**TRY IT**
Find the line containing "pub async fn verify_api_key(&self, user_id: i32, key: &str)" in the records below. Copy exactly that line and each one after it, ending at the line containing "implementation of the", and nothing more.

(Collected data)
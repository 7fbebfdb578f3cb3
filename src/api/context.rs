use std::collections::HashMap;
use std::sync::Arc;

use axum::{
    extract::{FromRequestParts, RawPathParams},
    http::{Method, request::Parts},
};
use serde_json::Value;
use tower_sessions::Session;

use super::response::RenderOptions;
use super::{ApiError, AppState};
use crate::db::User;

/// Who the authentication chain decided the request belongs to.
#[derive(Debug, Clone, Default, PartialEq, Eq)]
pub enum CurrentUser {
    #[default]
    Anonymous,
    Authenticated(User),
}

impl CurrentUser {
    #[must_use]
    pub const fn user(&self) -> Option<&User> {
        match self {
            Self::Anonymous => None,
            Self::Authenticated(user) => Some(user),
        }
    }

    #[must_use]
    pub const fn is_authenticated(&self) -> bool {
        matches!(self, Self::Authenticated(_))
    }
}

/// Output of the body parser. `None` when there was no body or it failed to parse.
#[derive(Debug, Clone, Default)]
pub struct ParsedBody(pub Option<Value>);

/// Everything a view needs, assembled once the pipeline stages have run.
#[derive(Debug, Clone)]
pub struct RequestContext {
    pub method: Method,
    pub path: String,
    pub user: CurrentUser,
    pub data: Option<Value>,
    pub render: RenderOptions,
    pub query: HashMap<String, String>,
    pub params: HashMap<String, String>,
    session: Option<Session>,
}

impl RequestContext {
    pub async fn from_parts(parts: &mut Parts, state: &Arc<AppState>) -> Self {
        let params = match RawPathParams::from_request_parts(parts, state).await {
            Ok(raw) => raw
                .iter()
                .map(|(key, value)| (key.to_string(), value.to_string()))
                .collect(),
            Err(_) => HashMap::new(),
        };

        let query = url::form_urlencoded::parse(parts.uri.query().unwrap_or_default().as_bytes())
            .into_owned()
            .collect();

        Self {
            method: parts.method.clone(),
            path: parts.uri.path().to_string(),
            user: parts
                .extensions
                .get::<CurrentUser>()
                .cloned()
                .unwrap_or_default(),
            data: parts
                .extensions
                .get::<ParsedBody>()
                .and_then(|body| body.0.clone()),
            render: RenderOptions::from_uri(&parts.uri),
            query,
            params,
            session: parts.extensions.get::<Session>().cloned(),
        }
    }

    #[must_use]
    pub fn param(&self, name: &str) -> Option<&str> {
        self.params.get(name).map(String::as_str)
    }

    #[must_use]
    pub const fn user(&self) -> Option<&User> {
        self.user.user()
    }

    pub fn session(&self) -> Result<&Session, ApiError> {
        self.session
            .as_ref()
            .ok_or_else(|| ApiError::internal("Session layer is not installed"))
    }

    /// A body field as text. Numbers and booleans are stringified.
    #[must_use]
    pub fn field(&self, name: &str) -> Option<String> {
        match self.data.as_ref()?.get(name)? {
            Value::String(s) => Some(s.clone()),
            Value::Number(n) => Some(n.to_string()),
            Value::Bool(b) => Some(b.to_string()),
            _ => None,
        }
    }

    /// A body field read as a checkbox: JSON `true`, or one of `true`/`1`/`on`.
    #[must_use]
    pub fn flag(&self, name: &str) -> bool {
        self.field(name)
            .is_some_and(|v| matches!(v.to_ascii_lowercase().as_str(), "true" | "1" | "on"))
    }
}
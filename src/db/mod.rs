use crate::config::{ApiConfig, SecurityConfig};
use anyhow::Result;
use sea_orm::{ConnectOptions, Database, DatabaseConnection};
use std::path::Path;
use std::time::Duration;
use tracing::info;

pub mod migrator;
pub mod repositories;

pub use repositories::user::{NewUser, User};

#[derive(Clone)]
pub struct Store {
    pub conn: DatabaseConnection,
}

impl Store {
    pub async fn new(db_url: &str) -> Result<Self> {
        Self::with_pool_options(db_url, 5, 1).await
    }

    pub async fn with_pool_options(
        db_url: &str,
        max_connections: u32,
        min_connections: u32,
    ) -> Result<Self> {
        use sea_orm_migration::MigratorTrait;

        let in_memory = db_url.contains(":memory:");

        if !in_memory {
            let path_str = db_url.trim_start_matches("sqlite:").trim_start_matches("//");
            let path_str = path_str.split('?').next().unwrap_or(path_str);
            if let Some(parent) = Path::new(path_str).parent()
                && !parent.as_os_str().is_empty()
            {
                tokio::fs::create_dir_all(parent).await.ok();
            }
            if !Path::new(path_str).exists() {
                std::fs::File::create(path_str)?;
            }
        }

        // Every connection to an in-memory database sees its own empty schema.
        let (max_connections, min_connections) = if in_memory {
            (1, 1)
        } else {
            (max_connections, min_connections)
        };

        let mut opt = ConnectOptions::new(db_url.to_string());
        opt.max_connections(max_connections)
            .min_connections(min_connections)
            .connect_timeout(Duration::from_secs(10))
            .acquire_timeout(Duration::from_secs(10))
            .idle_timeout(Duration::from_secs(300))
            .max_lifetime(Duration::from_secs(600))
            .sqlx_logging(false);

        let conn = Database::connect(opt).await?;

        migrator::Migrator::up(&conn, None).await?;

        info!(
            "Database connected & migrations applied (pool: {}-{})",
            min_connections, max_connections
        );

        Ok(Self { conn })
    }

    fn user_repo(&self) -> repositories::user::UserRepository {
        repositories::user::UserRepository::new(self.conn.clone())
    }

    fn profile_repo(&self) -> repositories::profile::ProfileRepository {
        repositories::profile::ProfileRepository::new(self.conn.clone())
    }

    fn api_key_repo(&self) -> repositories::api_key::ApiKeyRepository {
        repositories::api_key::ApiKeyRepository::new(self.conn.clone())
    }

    /// Resolve a login string to a user: username first, then email when enabled.
    pub async fn resolve_login(&self, login: &str, api: &ApiConfig) -> Result<Option<User>> {
        self.user_repo()
            .resolve_login(login, api.case_insensitive_auth, api.email_as_username)
            .await
    }

    pub async fn get_user(&self, id: i32) -> Result<Option<User>> {
        self.user_repo().get_by_id(id).await
    }

    pub async fn get_active_user(&self, id: i32) -> Result<Option<User>> {
        Ok(self.get_user(id).await?.filter(|u| u.is_active))
    }

    pub async fn get_active_user_by_username(&self, username: &str) -> Result<Option<User>> {
        self.user_repo().get_active_by_username_iexact(username).await
    }

    pub async fn username_taken(&self, username: &str) -> Result<bool> {
        self.user_repo().username_taken(username).await
    }

    pub async fn verify_user_password(&self, user_id: i32, password: &str) -> Result<bool> {
        self.user_repo().verify_password(user_id, password).await
    }

    /// Insert a user together with its profile.
    pub async fn create_user(&self, new_user: NewUser, security: &SecurityConfig) -> Result<User> {
        let user = self.user_repo().create(new_user, security).await?;
        self.profile_repo().get_or_create(user.id).await?;
        Ok(user)
    }

    pub async fn get_or_create_profile(&self, user_id: i32) -> Result<()> {
        self.profile_repo().get_or_create(user_id).await?;
        Ok(())
    }

    pub async fn list_active_profiles(&self, offset: u64, limit: u64) -> Result<Vec<User>> {
        self.profile_repo().list_active(offset, limit).await
    }

    pub async fn count_active_profiles(&self) -> Result<u64> {
        self.profile_repo().count_active().await
    }

    pub async fn get_or_create_api_key(&self, user_id: i32) -> Result<String> {
        self.api_key_repo().get_or_create(user_id).await
    }

    pub async fn verify_api_key(&self, user_id: i32, key: &str) -> Result<bool> {
        self.api_key_repo().verify(user_id, key).await
    }
}
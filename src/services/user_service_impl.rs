//! `SeaORM` implementation of the `UserService` trait.

use std::sync::OnceLock;

use async_trait::async_trait;
use regex::Regex;

use crate::config::SecurityConfig;
use crate::db::{NewUser, Store, User};
use crate::services::user_service::{ProfileDto, UserError, UserService};

const MAX_USERNAME_LEN: usize = 150;
const MIN_PASSWORD_LEN: usize = 8;

pub struct SeaOrmUserService {
    store: Store,
    security: SecurityConfig,
}

impl SeaOrmUserService {
    #[must_use]
    pub const fn new(store: Store, security: SecurityConfig) -> Self {
        Self { store, security }
    }
}

/// Checks the fields of a user about to be registered.
pub fn validate_new_user(new_user: &NewUser) -> Result<(), UserError> {
    let username = new_user.username.as_str();

    if username.is_empty() || username.len() > MAX_USERNAME_LEN {
        return Err(UserError::Validation(format!(
            "Username must be between 1 and {MAX_USERNAME_LEN} characters"
        )));
    }

    static USERNAME_RE: OnceLock<Regex> = OnceLock::new();
    let username_re =
        USERNAME_RE.get_or_init(|| Regex::new(r"^[\w.@+-]+$").expect("Invalid regex"));

    if !username_re.is_match(username) {
        return Err(UserError::Validation(
            "Username may contain only letters, digits and @/./+/-/_".to_string(),
        ));
    }

    // `/api/users/<ref>/` treats digits as an id and `self` as the caller.
    if username.chars().all(|c| c.is_ascii_digit()) || username.eq_ignore_ascii_case("self") {
        return Err(UserError::Validation(format!(
            "Username '{username}' is reserved"
        )));
    }

    if !new_user.email.contains('@') {
        return Err(UserError::Validation("Enter a valid email address".to_string()));
    }

    if new_user.password.chars().count() < MIN_PASSWORD_LEN {
        return Err(UserError::Validation(format!(
            "Password must be at least {MIN_PASSWORD_LEN} characters"
        )));
    }

    Ok(())
}

#[async_trait]
impl UserService for SeaOrmUserService {
    async fn profile(&self, user: &User, include_account: bool) -> Result<ProfileDto, UserError> {
        self.store.get_or_create_profile(user.id).await?;

        let mut dto = ProfileDto::from_user(user);
        if include_account {
            dto.api_key = Some(self.store.get_or_create_api_key(user.id).await?);
        }

        Ok(dto)
    }

    async fn lookup(&self, user_ref: &str) -> Result<Option<User>, UserError> {
        if !user_ref.is_empty() && user_ref.chars().all(|c| c.is_ascii_digit()) {
            let Ok(id) = user_ref.parse::<i32>() else {
                return Ok(None);
            };
            return Ok(self.store.get_active_user(id).await?);
        }

        Ok(self.store.get_active_user_by_username(user_ref).await?)
    }

    async fn list_profiles(
        &self,
        offset: u64,
        limit: u64,
    ) -> Result<(Vec<ProfileDto>, u64), UserError> {
        let total = self.store.count_active_profiles().await?;
        let users = self.store.list_active_profiles(offset, limit).await?;

        Ok((users.iter().map(ProfileDto::from_user).collect(), total))
    }

    async fn create_user(&self, new_user: NewUser) -> Result<User, UserError> {
        validate_new_user(&new_user)?;

        if self.store.username_taken(&new_user.username).await? {
            return Err(UserError::Conflict(format!(
                "Username '{}' is already taken",
                new_user.username
            )));
        }

        let user = self.store.create_user(new_user, &self.security).await?;
        tracing::info!(user_id = user.id, username = %user.username, "User created");

        Ok(user)
    }
}
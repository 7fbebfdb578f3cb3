use std::sync::Arc;

use super::context::RequestContext;
use super::dispatch::{Endpoint, handler};
use super::guards::login_required;
use super::response::Reply;
use super::{ApiError, AppState};

/// `/api/account/`: the caller's own profile, API key included.
pub fn endpoint() -> Endpoint {
    Endpoint::new("account").get(login_required(handler(get_account)))
}

async fn get_account(state: Arc<AppState>, ctx: RequestContext) -> Result<Reply, ApiError> {
    let user = ctx
        .user()
        .ok_or_else(|| ApiError::unauthorized("Please authenticate"))?;

    let profile = state.user_service().profile(user, true).await?;
    Reply::ok(&profile)
}
use anyhow::{Context, Result};
use serde::{Deserialize, Serialize};
use std::path::{Path, PathBuf};
use tracing::info;

#[derive(Debug, Clone, Serialize, Deserialize)]
#[serde(default)]
pub struct Config {
    pub general: GeneralConfig,

    pub server: ServerConfig,

    pub api: ApiConfig,

    pub pagination: PaginationConfig,

    pub security: SecurityConfig,

    pub observability: ObservabilityConfig,
}

#[derive(Debug, Clone, Serialize, Deserialize)]
#[serde(default)]
pub struct GeneralConfig {
    pub database_path: String,

    pub log_level: String,

    /// Number of tokio worker threads (default: 2)
    /// Set to 0 to use the number of CPU cores
    pub worker_threads: usize,

    /// Maximum database connections (default: 5)
    pub max_db_connections: u32,

    /// Minimum database connections (default: 1)
    pub min_db_connections: u32,
}

impl Default for GeneralConfig {
    fn default() -> Self {
        Self {
            database_path: "sqlite:data/api.db".to_string(),
            log_level: "info".to_string(),
            worker_threads: 2,
            max_db_connections: 5,
            min_db_connections: 1,
        }
    }
}

#[derive(Debug, Clone, Serialize, Deserialize)]
#[serde(default)]
pub struct ServerConfig {
    pub enabled: bool,

    pub port: u16,

    pub cors_allowed_origins: Vec<String>,

    /// Whether to set the Secure flag on session cookies.
    /// Set to false for local development without HTTPS.
    pub secure_cookies: bool,

    /// Session lifetime measured from the last request.
    pub session_expiry_minutes: i64,

    /// Largest request body the body parser will buffer.
    pub max_body_bytes: usize,
}

impl Default for ServerConfig {
    fn default() -> Self {
        Self {
            enabled: true,
            port: 8000,
            cors_allowed_origins: vec![
                "http://localhost:8000".to_string(),
                "http://127.0.0.1:8000".to_string(),
            ],
            secure_cookies: true,
            session_expiry_minutes: 60 * 24 * 14,
            max_body_bytes: 2 * 1024 * 1024,
        }
    }
}

/// Settings read by the authentication, parsing and rendering stages.
#[derive(Debug, Clone, Serialize, Deserialize)]
#[serde(default)]
pub struct ApiConfig {
    /// Used in the Basic auth realm and in the API key header names.
    pub site_name: String,

    /// Match usernames and emails case-insensitively during login.
    pub case_insensitive_auth: bool,

    /// Fall back to the email column when no username matches.
    pub email_as_username: bool,

    /// Parse POST/PUT/PATCH bodies as JSON.
    pub parse_json_body: bool,

    /// Pretty-print every JSON response.
    pub debug: bool,
}

impl Default for ApiConfig {
    fn default() -> Self {
        Self {
            site_name: "Example".to_string(),
            case_insensitive_auth: true,
            email_as_username: true,
            parse_json_body: true,
            debug: false,
        }
    }
}

impl ApiConfig {
    /// `WWW-Authenticate` challenge value sent with 401 responses.
    #[must_use]
    pub fn basic_auth_challenge(&self) -> String {
        format!("Basic realm=\"{}\"", self.site_name)
    }

    /// Header carrying the login for API key authentication, e.g. `X-EXAMPLE-USERNAME`.
    #[must_use]
    pub fn api_username_header(&self) -> String {
        format!("X-{}-USERNAME", self.header_token())
    }

    /// Header carrying the API key, e.g. `X-EXAMPLE-API-TOKEN`.
    #[must_use]
    pub fn api_token_header(&self) -> String {
        format!("X-{}-API-TOKEN", self.header_token())
    }

    fn header_token(&self) -> String {
        self.site_name
            .trim()
            .chars()
            .map(|c| {
                if c.is_ascii_alphanumeric() {
                    c.to_ascii_uppercase()
                } else {
                    '-'
                }
            })
            .collect()
    }
}

#[derive(Debug, Clone, Serialize, Deserialize)]
#[serde(default)]
pub struct PaginationConfig {
    pub default_limit: u64,

    pub max_limit: u64,
}

impl Default for PaginationConfig {
    fn default() -> Self {
        Self {
            default_limit: 20,
            max_limit: 100,
        }
    }
}

#[derive(Debug, Clone, Serialize, Deserialize)]
#[serde(default)]
pub struct SecurityConfig {
    /// Argon2 memory cost in KiB (default: 8192 = 8MB)
    pub argon2_memory_cost_kib: u32,

    /// Argon2 time cost (iterations)
    pub argon2_time_cost: u32,

    /// Argon2 parallelism (default: 1)
    pub argon2_parallelism: u32,
}

impl Default for SecurityConfig {
    fn default() -> Self {
        Self {
            argon2_memory_cost_kib: 8192,
            argon2_time_cost: 3,
            argon2_parallelism: 1,
        }
    }
}

#[derive(Debug, Clone, Serialize, Deserialize)]
#[serde(default)]
pub struct ObservabilityConfig {
    pub metrics_enabled: bool,

    /// Emit log lines as JSON objects instead of the human-readable format.
    pub json_logs: bool,
}

impl Default for ObservabilityConfig {
    fn default() -> Self {
        Self {
            metrics_enabled: true,
            json_logs: false,
        }
    }
}

impl Default for Config {
    fn default() -> Self {
        Self {
            general: GeneralConfig::default(),
            server: ServerConfig::default(),
            api: ApiConfig::default(),
            pagination: PaginationConfig::default(),
            security: SecurityConfig::default(),
            observability: ObservabilityConfig::default(),
        }
    }
}

impl Config {
    pub fn load() -> Result<Self> {
        let paths = Self::config_paths();

        for path in &paths {
            if path.exists() {
                info!("Loading config from: {}", path.display());
                return Self::load_from_path(path);
            }
        }

        info!("No config file found, using defaults");
        Ok(Self::default())
    }

    pub fn load_from_path(path: &Path) -> Result<Self> {
        let content = std::fs::read_to_string(path)
            .with_context(|| format!("Failed to read config file: {}", path.display()))?;

        let config: Self = toml::from_str(&content)
            .with_context(|| format!("Failed to parse config file: {}", path.display()))?;

        Ok(config)
    }

    pub fn save_to_path(&self, path: &Path) -> Result<()> {
        if let Some(parent) = path.parent()
            && !parent.as_os_str().is_empty()
        {
            std::fs::create_dir_all(parent)?;
        }

        let content = toml::to_string_pretty(self)?;
        std::fs::write(path, content)?;
        info!("Config saved to: {}", path.display());
        Ok(())
    }

    fn config_paths() -> Vec<PathBuf> {
        let mut paths = vec![PathBuf::from("config.toml")];

        if let Some(config_dir) = dirs::config_dir() {
            paths.push(config_dir.join("api-boilerplate").join("config.toml"));
        }

        if let Some(home) = dirs::home_dir() {
            paths.push(home.join(".api-boilerplate").join("config.toml"));
        }

        paths
    }

    fn default_config_path() -> PathBuf {
        PathBuf::from("config.toml")
    }

    pub fn create_default_if_missing() -> Result<bool> {
        let path = Self::default_config_path();
        if path.exists() {
            Ok(false)
        } else {
            let config = Self::default();
            config.save_to_path(&path)?;
            info!("Created default config file: {}", path.display());
            Ok(true)
        }
    }

    pub fn validate(&self) -> Result<()> {
        if self.api.site_name.trim().is_empty() {
            anyhow::bail!("api.site_name cannot be empty");
        }

        if self.api.site_name.contains('"') {
            anyhow::bail!("api.site_name cannot contain double quotes");
        }

        if !self
            .api
            .site_name
            .chars()
            .all(|c| c.is_ascii_graphic() || c == ' ')
        {
            anyhow::bail!("api.site_name must be printable ASCII");
        }

        if self.pagination.max_limit == 0 {
            anyhow::bail!("pagination.max_limit must be > 0");
        }

        if self.pagination.default_limit > self.pagination.max_limit {
            anyhow::bail!("pagination.default_limit cannot exceed pagination.max_limit");
        }

        if self.server.session_expiry_minutes <= 0 {
            anyhow::bail!("server.session_expiry_minutes must be > 0");
        }

        Ok(())
    }
}
use serde::{Deserialize, Serialize};

/// The author of a [`ChatMessage`]
#[derive(Debug, Clone, Copy, PartialEq, Eq, Serialize, Deserialize)]
#[serde(rename_all = "lowercase")]
pub enum Role {
    /// System message (instructions to the model)
    System,
    /// User message (human input)
    User,
    /// Assistant message (AI response)
    Assistant,
}

/// A single turn in a conversation
///
/// Immutable once sent; the ordering of messages is the conversation order.
#[derive(Debug, Clone, PartialEq, Eq, Serialize, Deserialize)]
pub struct ChatMessage {
    /// The role of the message sender
    pub role: Role,

    /// The content of the message
    pub content: String,
}

impl ChatMessage {
    /// Create a system message
    pub fn system(content: impl Into<String>) -> Self {
        Self {
            role: Role::System,
            content: content.into(),
        }
    }

    /// Create a user message
    pub fn user(content: impl Into<String>) -> Self {
        Self {
            role: Role::User,
            content: content.into(),
        }
    }

    /// Create an assistant message
    pub fn assistant(content: impl Into<String>) -> Self {
        Self {
            role: Role::Assistant,
            content: content.into(),
        }
    }
}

**FINAL ANSWER**
    pub async fn verify_api_key(&self, user_id: i32, key: &str) -> Result<bool> {
        self.api_key_repo().verify(user_id, key).await
    }
}
filename src/services/user_service_impl.rs
//! `SeaORM` implementation of the `UserService` trait.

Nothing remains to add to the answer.